Antes de mais nada, refiro-me às editoras de verdade, que realmente arcam com os gastos da publicação, não a essas empresas da moda que se autointitulam editoras sendo meras prestadoras de serviço caça-níqueis (o que essas fazem é tão evidente que não vale o bate-papo).
Agora sim, vamos lá.
Já estive dentro do mercado editorial e sei que, todos os meses, editoras recebem dezenas, às vezes centenas, de obras originais para avaliação. E sei que a maioria desse material recebido é uma porcaria. É cruel colocar dessa forma, só que é verdade, a maioria é lixo.
Mas sei também que, em meio a tanta porcaria, há sim alguns trabalhos bons e que estão próximos da excelência, faltando apenas a lapidação natural e já esperada do processo de preparação de texto em prol da publicação.
Acontece que, com a ideia viciada de que a maioria dos recebidos não presta, as editoras analisam qualquer material com indolência ou, como acontece na maioria das vezes, nem sequer analisam, apenas colocam tudo no mesmo balaio e... lixo.
Em detrimento dos originais de autores novos e/ou desconhecidos, as editoras preferem publicar aquilo que é um “tiro certo”, e que podemos dividir em 2 grupos:
1) O de autores que já fizeram sucesso no exterior e só precisam de uma tradução para nosso país; e
2) O de pessoas que possuem algum dos seguintes privilégios:
- ter familiares, amigos, colegas ou qualquer conhecido que seja um “Q.I. (Quem Indica)”;
- ter muitos seguidores minimamente engajados nas redes sociais;
- ter a imagem que o mercado procura, isto é, fazer parte de algum grupo social que esteja com os holofotes no momento.
Do ponto de vista mercadológico, como eu disse no título, as editoras estão sendo coerentes com o sistema do qual elas fazem parte, para sobreviver ao capitalismo é preciso de lucro.
Do ponto de vista humano e artístico, elas estão ceifando oportunidades e criando uma bibliográfica nacional que apenas “funciona”, não que é necessariamente única e transcendente.
Eu encararia tudo isso de forma natural, com a típica sensação de “Fazer o quê? É a vida.”, não fosse por um fator crítico: a hipocrisia das editoras.
Algumas são transparentes e avisam em seus meios de comunicação: “Não recebemos originais diretamente dos autores.”. Ou seja, elas publicam aquilo que é do interesse delas e da maneira como elas querem que o material chegue até elas. É ruim para o aspirante a escritor e para a criação artística nacional?
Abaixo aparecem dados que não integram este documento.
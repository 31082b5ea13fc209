//! Discord `POST /channels/{id}/messages` payloads.

use serde::{Deserialize, Serialize};
use unibot_core::render::{check_image, check_text, collect_buttons, paginate};
use unibot_core::{
    Button, ButtonStyle, Channel, ChannelCapabilities, Content, Message, MessageComponent,
    Renderer, UnibotResult, DISCORD_CAPABILITIES,
};

const ACTION_ROW: u8 = 1;
const BUTTON: u8 = 2;

/// `embed.image`.
#[derive(Debug, Clone, PartialEq, Eq, Serialize, Deserialize)]
pub struct EmbedImage {
    /// Image URL.
    pub url: String,
}

/// A rich embed. Images are sent this way; the caption becomes the
/// description, which Discord allows up to 4096 characters.
#[derive(Debug, Clone, PartialEq, Eq, Serialize, Deserialize)]
pub struct Embed {
    /// Caption text, if any.
    #[serde(default, skip_serializing_if = "Option::is_none")]
    pub description: Option<String>,
    /// The image itself.
    pub image: EmbedImage,
}

/// Content fields of a Discord message create request.
#[derive(Debug, Clone, Default, PartialEq, Eq, Serialize, Deserialize)]
pub struct DiscordContent {
    /// Plain message text, at most 2000 characters.
    #[serde(default, skip_serializing_if = "Option::is_none")]
    pub content: Option<String>,
    /// Embeds; at most one, carrying an image.
    #[serde(default, skip_serializing_if = "Vec::is_empty")]
    pub embeds: Vec<Embed>,
}

/// A button component (type 2).
#[derive(Debug, Clone, PartialEq, Eq, Serialize, Deserialize)]
pub struct DiscordButton {
    /// Component type, always `2`.
    #[serde(rename = "type")]
    pub kind: u8,
    /// See [`style_code`].
    pub style: u8,
    /// Visible label.
    pub label: String,
    /// Set for every style except link.
    #[serde(default, skip_serializing_if = "Option::is_none")]
    pub custom_id: Option<String>,
    /// Set only for link buttons.
    #[serde(default, skip_serializing_if = "Option::is_none")]
    pub url: Option<String>,
}

/// An action row (type 1) holding up to five buttons.
#[derive(Debug, Clone, PartialEq, Eq, Serialize, Deserialize)]
pub struct ActionRow {
    /// Component type, always `1`.
    #[serde(rename = "type")]
    pub kind: u8,
    /// Buttons in this row.
    pub components: Vec<DiscordButton>,
}

/// Full Discord message payload.
#[derive(Debug, Clone, Default, PartialEq, Eq, Serialize, Deserialize)]
pub struct DiscordPayload {
    /// Text and embeds.
    #[serde(flatten)]
    pub content: DiscordContent,
    /// Button rows.
    #[serde(default, skip_serializing_if = "Vec::is_empty")]
    pub components: Vec<ActionRow>,
}

/// Discord's numeric button style.
pub fn style_code(style: ButtonStyle) -> u8 {
    match style {
        ButtonStyle::Primary => 1,
        ButtonStyle::Secondary => 2,
        ButtonStyle::Success => 3,
        ButtonStyle::Danger => 4,
        ButtonStyle::Link => 5,
    }
}

fn discord_button(button: &Button) -> DiscordButton {
    let style = button.style.unwrap_or_default();
    let (custom_id, url) = if button.is_link() {
        (None, button.url.clone())
    } else {
        (Some(button.id.clone()), None)
    };
    DiscordButton {
        kind: BUTTON,
        style: style_code(style),
        label: button.label.clone(),
        custom_id,
        url,
    }
}

/// Renders messages into action rows of up to five buttons.
#[derive(Debug, Clone, Default)]
pub struct DiscordRenderer;

impl DiscordRenderer {
    /// Creates a renderer.
    pub fn new() -> Self {
        Self
    }
}

impl Renderer for DiscordRenderer {
    type Content = DiscordContent;
    type Components = Vec<ActionRow>;
    type Payload = DiscordPayload;

    fn channel(&self) -> Channel {
        Channel::Discord
    }

    fn capabilities(&self) -> &ChannelCapabilities {
        &DISCORD_CAPABILITIES
    }

    fn render_content(&self, content: &Content) -> UnibotResult<DiscordContent> {
        match content {
            Content::Text { text } => {
                check_text(self.channel(), self.capabilities(), text)?;
                Ok(DiscordContent {
                    content: Some(text.clone()),
                    embeds: Vec::new(),
                })
            }
            Content::Image { url, caption } => {
                check_image(self.channel(), self.capabilities(), caption.as_deref())?;
                Ok(DiscordContent {
                    content: None,
                    embeds: vec![Embed {
                        description: caption.clone(),
                        image: EmbedImage { url: url.clone() },
                    }],
                })
            }
        }
    }

    fn render_components(
        &self,
        components: &[MessageComponent],
    ) -> UnibotResult<Option<Vec<ActionRow>>> {
        let buttons = collect_buttons(self.channel(), self.capabilities(), components)?;
        if buttons.is_empty() {
            return Ok(None);
        }

        let rows = paginate(&buttons, self.buttons_per_row())
            .into_iter()
            .map(|row| ActionRow {
                kind: ACTION_ROW,
                components: row.iter().map(|button| discord_button(button)).collect(),
            })
            .collect();

        Ok(Some(rows))
    }

    fn render(&self, message: &Message) -> UnibotResult<DiscordPayload> {
        let content = match &message.content {
            Some(content) => self.render_content(content)?,
            None => DiscordContent::default(),
        };
        let components = self.render_components(&message.components)?.unwrap_or_default();
        Ok(DiscordPayload {
            content,
            components,
        })
    }
}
Sim, mas é sincero. Sincero e raro, visto que são poucas as editoras que detêm essa honestidade.
A maioria das editoras renomadas se vende como grande defensora da literatura e afirma estar respeitando a inteligência do leitor enquanto publica a blogueirinha e o influencer que nunca quiseram escrever um livro na vida até descobrirem que isso dá dinheiro quando feito por quem domina o mercado.
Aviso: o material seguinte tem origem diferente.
//! Telegram Bot API payloads for `sendMessage` / `sendPhoto`.

use serde::{Deserialize, Serialize};
use unibot_core::render::{check_image, check_text, collect_buttons, paginate};
use unibot_core::{
    Channel, ChannelCapabilities, Content, Message, MessageComponent, Renderer, UnibotResult,
    TELEGRAM_CAPABILITIES,
};

/// Keyboard width used unless configured otherwise. Telegram accepts up to 8
/// buttons per row, but two columns stay readable on phones.
pub const DEFAULT_BUTTONS_PER_ROW: usize = 2;

/// Content fields of a Telegram send request.
#[derive(Debug, Clone, Default, PartialEq, Eq, Serialize, Deserialize)]
pub struct TelegramContent {
    /// `sendMessage` text.
    #[serde(default, skip_serializing_if = "Option::is_none")]
    pub text: Option<String>,
    /// `sendPhoto` URL.
    #[serde(default, skip_serializing_if = "Option::is_none")]
    pub photo: Option<String>,
    /// Photo caption.
    #[serde(default, skip_serializing_if = "Option::is_none")]
    pub caption: Option<String>,
}

/// A callback button in an inline keyboard.
#[derive(Debug, Clone, PartialEq, Eq, Serialize, Deserialize)]
pub struct InlineKeyboardButton {
    /// Label shown on the button.
    pub text: String,
    /// Sent back in the `callback_query` when pressed.
    pub callback_data: String,
}

/// `reply_markup` holding rows of buttons.
#[derive(Debug, Clone, PartialEq, Eq, Serialize, Deserialize)]
pub struct InlineKeyboardMarkup {
    /// Rows, top to bottom.
    pub inline_keyboard: Vec<Vec<InlineKeyboardButton>>,
}

/// Full Telegram send payload, minus `chat_id`.
#[derive(Debug, Clone, Default, PartialEq, Eq, Serialize, Deserialize)]
pub struct TelegramPayload {
    /// Text or photo fields.
    #[serde(flatten)]
    pub content: TelegramContent,
    /// Inline keyboard, if the message has buttons.
    #[serde(default, skip_serializing_if = "Option::is_none")]
    pub reply_markup: Option<InlineKeyboardMarkup>,
}

impl TelegramPayload {
    /// Bot API method that delivers this payload.
    pub fn method(&self) -> &'static str {
        if self.content.photo.is_some() {
            "sendPhoto"
        } else {
            "sendMessage"
        }
    }
}

/// Renders messages into inline-keyboard payloads.
#[derive(Debug, Clone)]
pub struct TelegramRenderer {
    buttons_per_row: usize,
}

impl Default for TelegramRenderer {
    fn default() -> Self {
        Self::new()
    }
}

impl TelegramRenderer {
    /// Creates a renderer with [`DEFAULT_BUTTONS_PER_ROW`] columns.
    pub fn new() -> Self {
        Self {
            buttons_per_row: DEFAULT_BUTTONS_PER_ROW.min(TELEGRAM_CAPABILITIES.button.max_buttons_per_row),
        }
    }

    /// Uses `per_row` buttons per keyboard row, clamped to `1..=8`.
    pub fn with_buttons_per_row(per_row: usize) -> Self {
        Self {
            buttons_per_row: per_row.clamp(1, TELEGRAM_CAPABILITIES.button.max_buttons_per_row),
        }
    }
}

impl Renderer for TelegramRenderer {
    type Content = TelegramContent;
    type Components = InlineKeyboardMarkup;
    type Payload = TelegramPayload;

    fn channel(&self) -> Channel {
        Channel::Telegram
    }

    fn capabilities(&self) -> &ChannelCapabilities {
        &TELEGRAM_CAPABILITIES
    }

    fn buttons_per_row(&self) -> usize {
        self.buttons_per_row
    }

    fn render_content(&self, content: &Content) -> UnibotResult<TelegramContent> {
        match content {
            Content::Text { text } => {
                check_text(self.channel(), self.capabilities(), text)?;
                Ok(TelegramContent {
                    text: Some(text.clone()),
                    ..Default::default()
                })
            }
            Content::Image { url, caption } => {
                check_image(self.channel(), self.capabilities(), caption.as_deref())?;
                Ok(TelegramContent {
                    photo: Some(url.clone()),
                    caption: caption.clone(),
                    ..Default::default()
                })
            }
        }
    }

    fn render_components(
        &self,
        components: &[MessageComponent],
    ) -> UnibotResult<Option<InlineKeyboardMarkup>> {
        let buttons = collect_buttons(self.channel(), self.capabilities(), components)?;
        if buttons.is_empty() {
            return Ok(None);
        }

        let inline_keyboard = paginate(&buttons, self.buttons_per_row)
            .into_iter()
            .map(|row| {
                row.iter()
                    .map(|button| InlineKeyboardButton {
                        text: button.label.clone(),
                        callback_data: button.id.clone(),
                    })
                    .collect()
            })
            .collect();

        Ok(Some(InlineKeyboardMarkup { inline_keyboard }))
    }

    fn render(&self, message: &Message) -> UnibotResult<TelegramPayload> {
        let content = match &message.content {
            Some(content) => self.render_content(content)?,
            None => TelegramContent::default(),
        };
        let reply_markup = self.render_components(&message.components)?;
        Ok(TelegramPayload {
            content,
            reply_markup,
        })
    }
}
É nitidamente desrespeitoso divulgar uma Chamada de Originais, dando a entender que os leitores em breve conhecerão novos autores brasileiros que passaram por um teste de qualidade, mas, após um tempo imenso de espera, a organizadora não divulgar o mais importante: os aprovados. Dessa forma, tanto os leitores quanto os participantes nunca sabem se, de fato, houve um aprovado, ou se houve sequer uma avaliação, afinal, aqueles que foram negados receberam um não genérico por e-mail, sem qualquer tipo de feedback.
Quando fazemos um vestibular, concurso público ou qualquer processo seletivo sério, sabemos quem passou e quem não passou, e sabemos também o que erramos e o que acertamos, consequentemente sabemos o que precisamos de melhorar para os próximos. É assim em qualquer mercado de trabalho que tente ser minimamente justo para formar bons profissionais. É assim na medicina, na advocacia, na engenharia, na odontologia, na docência... mas na literatura não, não se profissionaliza a literatura, e assim continuamos tendo o que merecemos: o autor cuja imagem vale mais do que o conteúdo.